## Exercise
In total, how many lines of the data contain the word "TransportSecurity"? Only that number is wanted.

## Material for this task
___

#[cfg(test)]
#[cfg_attr(coverage_nightly, coverage(off))]
mod tests {
    use super::*;
    use httpmock::prelude::*;
    use serde_json::json;

    fn instance() -> InstanceDescriptor {
        InstanceDescriptor::new()
            .app("SVCA")
            .instance_id("a1")
            .vip_address("svc-a")
    }

    fn client_for(server: &MockServer) -> RegistryClient {
        RegistryClient::builder(&instance())
            .uri(format!("{}/eureka", server.base_url()))
            .build()
            .unwrap()
    }

    #[test]
    fn captures_identity_at_build_time() {
        let client = RegistryClient::builder(&instance())
            .uri("http://registry:8761/eureka")
            .build()
            .unwrap();
        assert_eq!(client.app(), "SVCA");
        assert_eq!(client.instance_id(), "a1");
        assert_eq!(client.snapshot()["vipAddress"], json!("svc-a"));
        assert_eq!(client.base_url().as_str(), "http://registry:8761/eureka");
    }

    #[test]
    fn endpoint_appends_segments() {
        let client = RegistryClient::builder(&instance())
            .uri("http://registry:8761/eureka/")
            .build()
            .unwrap();
        let url = client
            .endpoint(&["apps", "SVCA", "svcA:10.0.0.5:8000"])
            .unwrap();
        assert_eq!(
            url.as_str(),
            "http://registry:8761/eureka/apps/SVCA/svcA:10.0.0.5:8000"
        );
    }

    #[test]
    fn endpoint_encodes_reserved_characters() {
        let client = RegistryClient::builder(&instance())
            .uri("http://registry:8761")
            .build()
            .unwrap();
        let url = client.endpoint(&["vips", "a/b c"]).unwrap();
        assert_eq!(url.as_str(), "http://registry:8761/vips/a%2Fb%20c");
    }

    #[test]
    fn plain_http_registry_gets_insecure_transport() {
        let client =
            RegistryClient::new(&RegistryConfig::from_host("registry"), &instance()).unwrap();
        assert_eq!(
            client.http.transport_security(),
            TransportSecurity::AllowInsecureHttp
        );
    }

    #[test]
    fn https_registry_stays_tls_only() {
        let client = RegistryClient::new(
            &RegistryConfig::from_uri("https://registry.example.com/eureka"),
            &instance(),
        )
        .unwrap();
        assert_eq!(client.http.transport_security(), TransportSecurity::TlsOnly);
    }

    #[test]
    fn missing_registry_address_fails_build() {
        let err = RegistryClient::builder(&instance()).build().unwrap_err();
        assert!(matches!(err, RegistryError::Config(_)));
    }

    #[tokio::test]
    async fn register_posts_snapshot() {
        let server = MockServer::start();
        let expected = json!({"instance": Value::Object(instance().export())});
        let mock = server.mock(|when, then| {
            when.method(POST)
                .path("/eureka/apps/SVCA")
                .header("content-type", "application/json")
                .json_body(expected);
            then.status(204);
        });

        let resp = client_for(&server).register().await.unwrap();
        assert_eq!(resp.status(), http::StatusCode::NO_CONTENT);
        mock.assert_calls(1);
    }

    #[tokio::test]
    async fn deregister_and_heartbeat_target_bound_instance() {
        let server = MockServer::start();
        let delete = server.mock(|when, then| {
            when.method(DELETE).path("/eureka/apps/SVCA/a1");
            then.status(200);
        });
        let put = server.mock(|when, then| {
            when.method(PUT).path("/eureka/apps/SVCA/a1");
            then.status(200);
        });

        let client = client_for(&server);
        client.heartbeat().await.unwrap();
        client.deregister().await.unwrap();

        put.assert_calls(1);
        delete.assert_calls(1);
    }

    #[tokio::test]
    async fn heartbeat_404_is_not_found() {
        let server = MockServer::start();
        let _mock = server.mock(|when, then| {
            when.method(PUT).path("/eureka/apps/SVCA/a1");
            then.status(404);
        });

        let err = client_for(&server).heartbeat().await.unwrap_err();
        assert!(err.is_not_found(), "got {err:?}");
    }

    #[tokio::test]
    async fn get_operations_send_accept_json() {
        let server = MockServer::start();
        let apps = server.mock(|when, then| {
            when.method(GET)
                .path("/eureka/apps")
                .header("accept", "application/json");
            then.status(200)
                .json_body(json!({"applications": {"application": []}}));
        });
        let app = server.mock(|when, then| {
            when.method(GET)
                .path("/eureka/apps/SVCA")
                .header("accept", "application/json");
            then.status(200)
                .json_body(json!({"application": {"name": "SVCA"}}));
        });

        let client = client_for(&server);
        let all = client.get_all_apps().await.unwrap();
        assert!(all["applications"]["application"].is_array());
        let one = client.get_app(None).await.unwrap();
        assert_eq!(one["application"]["name"], "SVCA");

        apps.assert();
        app.assert();
    }

    #[tokio::test]
    async fn empty_arguments_fall_back_to_bound_identity() {
        let server = MockServer::start();
        let by_app = server.mock(|when, then| {
            when.method(GET).path("/eureka/apps/SVCA/a1");
            then.status(200).json_body(json!({"instance": {}}));
        });
        let by_id = server.mock(|when, then| {
            when.method(GET).path("/eureka/instances/a1");
            then.status(200).json_body(json!({"instance": {}}));
        });

        let client = client_for(&server);
        client.get_app_instance(Some(""), None).await.unwrap();
        client.get_instance(Some("")).await.unwrap();

        by_app.assert();
        by_id.assert();
    }

    #[tokio::test]
    async fn explicit_arguments_override_bound_identity() {
        let server = MockServer::start();
        let mock = server.mock(|when, then| {
            when.method(GET).path("/eureka/apps/OTHER/b2");
            then.status(200)
                .json_body(json!({"instance": {"app": "OTHER"}}));
        });

        let value = client_for(&server)
            .get_app_instance(Some("OTHER"), Some("b2"))
            .await
            .unwrap();
        assert_eq!(value["instance"]["app"], "OTHER");
        mock.assert();
    }

    #[tokio::test]
    async fn status_overrides_use_query_value() {
        let server = MockServer::start();
        let out = server.mock(|when, then| {
            when.method(PUT)
                .path("/eureka/apps/SVCA/a1/status")
                .query_param("value", "OUT_OF_SERVICE");
            then.status(200);
        });
        let back = server.mock(|when, then| {
            when.method(PUT)
                .path("/eureka/apps/SVCA/a1/status")
                .query_param("value", "UP");
            then.status(200);
        });
        let removed = server.mock(|when, then| {
            when.method(DELETE).path("/eureka/apps/SVCA/a1/status");
            then.status(200);
        });

        let client = client_for(&server);
        client.take_instance_out(None, None).await.unwrap();
        client.put_instance_back(None, None).await.unwrap();
        client.remove_status_override(None, None).await.unwrap();

        out.assert_calls(1);
        back.assert_calls(1);
        removed.assert_calls(1);
    }

    #[tokio::test]
    async fn metadata_update_uses_query_pairs() {
        let server = MockServer::start();
        let mock = server.mock(|when, then| {
            when.method(PUT)
                .path("/eureka/apps/SVCA/a1/metadata")
                .query_param("zone", "eu-west-1a")
                .query_param("weight", "10");
            then.status(200);
        });

        let metadata = Metadata::new()
            .with("zone", "eu-west-1a")
            .with("weight", "10");
        client_for(&server)
            .update_app_instance_metadata(None, None, &metadata)
            .await
            .unwrap();
        mock.assert();
    }

    #[tokio::test]
    async fn vip_lookups() {
        let server = MockServer::start();
        let vip = server.mock(|when, then| {
            when.method(GET).path("/eureka/vips/svc-a");
            then.status(200).json_body(json!({"applications": {}}));
        });
        let svip = server.mock(|when, then| {
            when.method(GET).path("/eureka/svips/svc-a-secure");
            then.status(200).json_body(json!({"applications": {}}));
        });

        let client = client_for(&server);
        client.get_instances_by_vip_address("svc-a").await.unwrap();
        client
            .get_instances_by_secure_vip_address("svc-a-secure")
            .await
            .unwrap();

        vip.assert();
        svip.assert();
    }

    #[tokio::test]
    async fn non_2xx_surfaces_status_and_preview() {
        let server = MockServer::start();
        let _mock = server.mock(|when, then| {
            when.method(POST).path("/eureka/apps/SVCA");
            then.status(500).body("registry overloaded");
        });

        let err = client_for(&server).register().await.unwrap_err();
        match err {
            RegistryError::Http(eureka_http::HttpError::HttpStatus {
                status,
                body_preview,
                ..
            }) => {
                assert_eq!(status, http::StatusCode::INTERNAL_SERVER_ERROR);
                assert_eq!(body_preview, "registry overloaded");
            }
            other => panic!("unexpected error: {other:?}"),
        }
    }

    #[tokio::test]
    async fn malformed_json_is_json_error() {
        let server = MockServer::start();
        let _mock = server.mock(|when, then| {
            when.method(GET).path("/eureka/apps");
            then.status(200).body("<applications/>");
        });

        let err = client_for(&server).get_all_apps().await.unwrap_err();
        assert!(
            matches!(err, RegistryError::Http(eureka_http::HttpError::Json(_))),
            "got {err:?}"
        );
    }

    #[tokio::test]
    async fn injected_http_client_is_used() {
        let server = MockServer::start();
        let mock = server.mock(|when, then| {
            when.method(PUT)
                .path("/eureka/apps/SVCA/a1")
                .header("user-agent", "svc-a-agent/1.0");
            then.status(200);
        });

        let http = HttpClient::builder()
            .transport(TransportSecurity::AllowInsecureHttp)
            .user_agent("svc-a-agent/1.0")
            .build()
            .unwrap();
        let client = RegistryClient::builder(&instance())
            .uri(format!("{}/eureka", server.base_url()))
            .http_client(http)
            .build()
            .unwrap();

        client.heartbeat().await.unwrap();
        mock.assert();
    }
}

___

## Written response
3